» **What to do**: Filter out all lines without the word "cached" from the data below, please, and copy the rest.

[Dataset records Boundary: Start]

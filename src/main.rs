//! Retrieval Benchmark CLI
//!
//! Scores embedding models on retrieval tasks: chunked exact search over a
//! corpus, then standard IR metrics against relevance judgments.
//!
//! ## Quick Start
//!
//! ```bash
//! # Search and score in one run
//! ./retrieval-benchmark run \
//!     --corpus ./corpus.json \
//!     --queries ./queries.json \
//!     --qrels ./qrels.json \
//!     --model bge-small
//!
//! # Re-score a previous run with a different cutoff set
//! ./retrieval-benchmark evaluate \
//!     --results ./results/run.json \
//!     --qrels ./qrels.json \
//!     --k-values 1,10,100
//! ```
//!
//! Engine knobs (chunk size, batch size, score function, cutoffs) come from
//! `eval.toml` when present; CLI flags override it.

use std::collections::BTreeMap;
use std::path::PathBuf;
use std::sync::Arc;

use anyhow::{anyhow, Context, Result};
use clap::{Parser, Subcommand};
use serde::Serialize;

use retrieval_benchmark::benchmark::{
    evaluate, evaluate_custom, load_qrels, CustomMetric, RetrievalScores,
};
use retrieval_benchmark::config::EvalConfig;
use retrieval_benchmark::dataset::ItemCollection;
use retrieval_benchmark::embedders::{FastEmbedBackend, FastEmbedModel};
use retrieval_benchmark::search::{
    cached, load_previous_results, DenseExactSearch, ResultSet, ScoreFunction,
};

#[derive(Parser)]
#[command(name = "retrieval-benchmark")]
#[command(about = "Benchmark embedding models on dense-retrieval tasks")]
#[command(version)]
struct Cli {
    #[command(subcommand)]
    command: Commands,
}

#[derive(Subcommand)]
enum Commands {
    /// Run chunked exact search over a corpus and score the ranking
    Run {
        /// Path to the corpus JSON (array of items)
        #[arg(short, long)]
        corpus: PathBuf,

        /// Path to the query JSON (array of items)
        #[arg(short, long)]
        queries: PathBuf,

        /// Path to the qrels JSON ({query_id: {corpus_id: grade}})
        #[arg(long)]
        qrels: PathBuf,

        /// Output file for scores (JSON)
        #[arg(short, long, default_value = "results/retrieval_scores.json")]
        output: PathBuf,

        /// Embedding model (see `list`)
        #[arg(short, long, default_value = "bge-small")]
        model: String,

        /// Path to eval config file (TOML); defaults to ./eval.toml
        #[arg(long)]
        config: Option<PathBuf>,

        /// Score function: cos_sim or dot
        #[arg(long)]
        score_function: Option<String>,

        /// Candidates kept per query (default: max of k-values)
        #[arg(long)]
        top_k: Option<usize>,

        /// Metric cutoffs (comma-separated)
        #[arg(long, value_delimiter = ',')]
        k_values: Option<Vec<usize>>,

        /// Corpus items encoded and ranked per chunk
        #[arg(long)]
        chunk_size: Option<usize>,

        /// Batch size forwarded to the embedding provider
        #[arg(long)]
        batch_size: Option<usize>,

        /// Skip search: load a previous results file or https URL instead
        #[arg(long)]
        previous_results: Option<String>,

        /// Drop (qid, pid) pairs with qid == pid before scoring
        #[arg(long)]
        ignore_identical_ids: bool,
    },

    /// Score an existing results file against qrels
    Evaluate {
        /// Path to the results JSON ({query_id: {corpus_id: score}})
        #[arg(short, long)]
        results: PathBuf,

        /// Path to the qrels JSON
        #[arg(long)]
        qrels: PathBuf,

        /// Metric cutoffs (comma-separated)
        #[arg(long, value_delimiter = ',', default_value = "1,3,5,10,20,100,1000")]
        k_values: Vec<usize>,

        /// Score a supplementary metric (mrr, r_cap, hole, accuracy)
        /// instead of the standard table
        #[arg(long)]
        metric: Option<String>,

        /// Drop (qid, pid) pairs with qid == pid before scoring
        #[arg(long)]
        ignore_identical_ids: bool,

        /// Optional output file (JSON); printed to stdout otherwise
        #[arg(short, long)]
        output: Option<PathBuf>,
    },

    /// List available embedding models
    List,
}

#[tokio::main]
async fn main() -> Result<()> {
    // Initialize logging
    tracing_subscriber::fmt()
        .with_env_filter(
            tracing_subscriber::EnvFilter::from_default_env()
                .add_directive(tracing::Level::INFO.into()),
        )
        .init();

    let cli = Cli::parse();

    match cli.command {
        Commands::Run {
            corpus,
            queries,
            qrels,
            output,
            model,
            config,
            score_function,
            top_k,
            k_values,
            chunk_size,
            batch_size,
            previous_results,
            ignore_identical_ids,
        } => {
            let mut cfg = match config {
                Some(path) => EvalConfig::load(&path)?,
                None => EvalConfig::load_default()?,
            };
            if let Some(function) = score_function {
                cfg.score_function = function;
            }
            if let Some(top_k) = top_k {
                cfg.top_k = Some(top_k);
            }
            if let Some(k_values) = k_values {
                cfg.k_values = k_values;
            }
            if let Some(chunk_size) = chunk_size {
                cfg.corpus_chunk_size = chunk_size;
            }
            if let Some(batch_size) = batch_size {
                cfg.batch_size = batch_size;
            }
            if previous_results.is_some() {
                cfg.previous_results = previous_results;
            }
            cfg.ignore_identical_ids |= ignore_identical_ids;

            run_benchmark(&corpus, &queries, &qrels, &output, &model, cfg).await?;
        }

        Commands::Evaluate {
            results,
            qrels,
            k_values,
            metric,
            ignore_identical_ids,
            output,
        } => {
            evaluate_results(&results, &qrels, &k_values, metric, ignore_identical_ids, output)?;
        }

        Commands::List => {
            list_models();
        }
    }

    Ok(())
}

#[derive(Serialize)]
struct RunOutput {
    model: String,
    score_function: &'static str,
    top_k: usize,
    k_values: Vec<usize>,
    scores: RetrievalScores,
}

/// Search, evaluate and write the score tables
async fn run_benchmark(
    corpus_path: &PathBuf,
    queries_path: &PathBuf,
    qrels_path: &PathBuf,
    output: &PathBuf,
    model_name: &str,
    cfg: EvalConfig,
) -> Result<()> {
    // Fail on a bad score function before touching any data
    let score_function = cfg.score_function()?;
    let top_k = cfg.top_k();

    println!("Loading corpus from {corpus_path:?}...");
    let corpus = ItemCollection::load(corpus_path)?;
    println!("Loading queries from {queries_path:?}...");
    let queries = ItemCollection::load(queries_path)?;
    let qrels = load_qrels(qrels_path)?;
    println!(
        "  {} corpus items, {} queries, {} judged queries",
        corpus.len(),
        queries.len(),
        qrels.len()
    );

    let results = match &cfg.previous_results {
        Some(location) => {
            println!("Loading previous results from {location}...");
            load_previous_results(location).await?
        }
        None => {
            search_with_model(&corpus, &queries, model_name, &cfg, top_k, score_function).await?
        }
    };

    let scores = evaluate(&qrels, &results, &cfg.k_values, cfg.ignore_identical_ids)?;
    print_scores(&scores);

    let run_output = RunOutput {
        model: model_name.to_string(),
        score_function: score_function.key(),
        top_k,
        k_values: cfg.k_values.clone(),
        scores,
    };
    if let Some(parent) = output.parent() {
        std::fs::create_dir_all(parent)?;
    }
    let json = serde_json::to_string_pretty(&run_output)?;
    std::fs::write(output, json)?;
    println!("\nScores written to {output:?}");
    Ok(())
}

async fn search_with_model(
    corpus: &ItemCollection,
    queries: &ItemCollection,
    model_name: &str,
    cfg: &EvalConfig,
    top_k: usize,
    score_function: ScoreFunction,
) -> Result<ResultSet> {
    let model = FastEmbedModel::parse(model_name)
        .ok_or_else(|| anyhow!("unknown model `{model_name}`; see `retrieval-benchmark list`"))?;
    let backend = FastEmbedBackend::new(model).context("Failed to initialize embedding backend")?;
    let engine = DenseExactSearch::with_config(Arc::new(backend), cfg.search_config());
    let results = engine
        .search(corpus, queries, top_k, score_function)
        .await?;
    Ok(results)
}

/// Score an existing results file
fn evaluate_results(
    results_path: &PathBuf,
    qrels_path: &PathBuf,
    k_values: &[usize],
    metric: Option<String>,
    ignore_identical_ids: bool,
    output: Option<PathBuf>,
) -> Result<()> {
    let results = cached::parse_results_file(results_path)?;
    let qrels = load_qrels(qrels_path)?;

    let json = match metric {
        Some(name) => {
            let metric = CustomMetric::parse(&name)
                .ok_or_else(|| anyhow!("unknown metric `{name}` (try mrr, r_cap, hole, accuracy)"))?;
            let (means, naucs) = evaluate_custom(&qrels, &results, k_values, metric)?;
            print_table(metric.label(), &means);
            serde_json::to_string_pretty(&serde_json::json!({
                "scores": means,
                "naucs": naucs,
            }))?
        }
        None => {
            let scores = evaluate(&qrels, &results, k_values, ignore_identical_ids)?;
            print_scores(&scores);
            serde_json::to_string_pretty(&scores)?
        }
    };

    match output {
        Some(path) => {
            if let Some(parent) = path.parent() {
                std::fs::create_dir_all(parent)?;
            }
            std::fs::write(&path, json)?;
            println!("\nScores written to {path:?}");
        }
        None => println!("\n{json}"),
    }
    Ok(())
}

fn print_table(label: &str, table: &BTreeMap<String, f64>) {
    println!("\n{label}:");
    for (key, value) in table {
        println!("  {key}: {value:.5}");
    }
}

fn print_scores(scores: &RetrievalScores) {
    print_table("NDCG", &scores.ndcg);
    print_table("MAP", &scores.map);
    print_table("Recall", &scores.recall);
    print_table("Precision", &scores.precision);
    println!("\n  ({} abstention diagnostics computed)", scores.naucs.len());
}

fn list_models() {
    println!("Available embedding models:\n");
    for model in FastEmbedModel::all() {
        println!(
            "  {:10} {} ({} dims)",
            model.cli_name(),
            model.model_id(),
            model.dimensions()
        );
    }
    println!("\nUse with: retrieval-benchmark run --model <name> ...");
}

[Dataset records Boundary: End]

» **Exercise response**:
    cached, load_previous_results, DenseExactSearch, ResultSet, ScoreFunction,
    let results = cached::parse_results_file(results_path)?;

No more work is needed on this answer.